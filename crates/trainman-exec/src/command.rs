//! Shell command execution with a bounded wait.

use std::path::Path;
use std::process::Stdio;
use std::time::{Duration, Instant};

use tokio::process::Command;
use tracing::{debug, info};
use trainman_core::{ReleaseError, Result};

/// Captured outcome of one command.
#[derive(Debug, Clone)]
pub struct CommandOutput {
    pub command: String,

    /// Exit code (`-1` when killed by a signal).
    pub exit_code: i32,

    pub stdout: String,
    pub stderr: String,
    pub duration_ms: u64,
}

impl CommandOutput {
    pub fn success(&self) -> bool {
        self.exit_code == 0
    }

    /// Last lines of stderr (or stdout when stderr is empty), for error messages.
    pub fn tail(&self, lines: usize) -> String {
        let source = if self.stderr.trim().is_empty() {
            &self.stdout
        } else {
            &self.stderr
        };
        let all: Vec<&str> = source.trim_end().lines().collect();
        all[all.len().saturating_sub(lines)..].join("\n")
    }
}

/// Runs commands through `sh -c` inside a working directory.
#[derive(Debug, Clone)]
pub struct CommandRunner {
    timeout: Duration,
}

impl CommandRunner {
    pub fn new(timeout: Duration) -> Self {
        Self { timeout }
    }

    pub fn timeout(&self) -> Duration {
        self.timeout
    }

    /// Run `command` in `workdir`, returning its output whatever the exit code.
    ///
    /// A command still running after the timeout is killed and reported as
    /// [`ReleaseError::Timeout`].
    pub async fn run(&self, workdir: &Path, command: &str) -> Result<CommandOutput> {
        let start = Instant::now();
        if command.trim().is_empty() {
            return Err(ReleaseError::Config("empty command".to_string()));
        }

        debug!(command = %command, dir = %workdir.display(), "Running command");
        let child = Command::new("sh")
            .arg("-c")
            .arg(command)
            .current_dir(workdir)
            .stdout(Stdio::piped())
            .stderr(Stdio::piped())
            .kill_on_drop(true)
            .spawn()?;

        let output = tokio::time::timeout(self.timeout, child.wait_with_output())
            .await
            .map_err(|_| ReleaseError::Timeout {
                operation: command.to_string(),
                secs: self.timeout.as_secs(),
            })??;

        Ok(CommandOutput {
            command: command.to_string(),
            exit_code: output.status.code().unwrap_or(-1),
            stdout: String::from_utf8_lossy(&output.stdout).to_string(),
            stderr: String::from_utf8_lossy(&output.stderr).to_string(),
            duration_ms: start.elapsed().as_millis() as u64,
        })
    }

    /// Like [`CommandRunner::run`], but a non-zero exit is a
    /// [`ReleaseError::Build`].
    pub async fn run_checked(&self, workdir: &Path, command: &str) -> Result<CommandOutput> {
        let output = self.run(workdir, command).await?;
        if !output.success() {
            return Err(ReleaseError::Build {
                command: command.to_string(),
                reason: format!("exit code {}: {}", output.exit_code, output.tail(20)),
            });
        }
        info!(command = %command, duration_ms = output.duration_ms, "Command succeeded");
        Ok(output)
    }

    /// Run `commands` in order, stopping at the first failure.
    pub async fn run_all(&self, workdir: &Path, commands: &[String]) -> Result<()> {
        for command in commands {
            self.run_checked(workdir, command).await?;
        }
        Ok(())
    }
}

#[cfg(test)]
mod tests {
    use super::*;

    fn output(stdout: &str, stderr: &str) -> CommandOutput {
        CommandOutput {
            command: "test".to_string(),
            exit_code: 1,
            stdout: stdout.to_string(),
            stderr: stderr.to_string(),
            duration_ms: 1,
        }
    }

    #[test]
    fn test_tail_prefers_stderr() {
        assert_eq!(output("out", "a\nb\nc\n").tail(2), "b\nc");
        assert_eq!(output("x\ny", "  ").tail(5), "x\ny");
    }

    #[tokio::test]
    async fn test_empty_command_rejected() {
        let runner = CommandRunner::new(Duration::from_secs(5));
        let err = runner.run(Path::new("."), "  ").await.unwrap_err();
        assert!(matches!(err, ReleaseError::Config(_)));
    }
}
* * * *
Your instructions:
Take every line from the data that includes the word "CommandOutput".

Exercise answer:
pub struct CommandOutput {
impl CommandOutput {
    pub async fn run(&self, workdir: &Path, command: &str) -> Result<CommandOutput> {
        Ok(CommandOutput {
    pub async fn run_checked(&self, workdir: &Path, command: &str) -> Result<CommandOutput> {
    fn output(stdout: &str, stderr: &str) -> CommandOutput {
        CommandOutput {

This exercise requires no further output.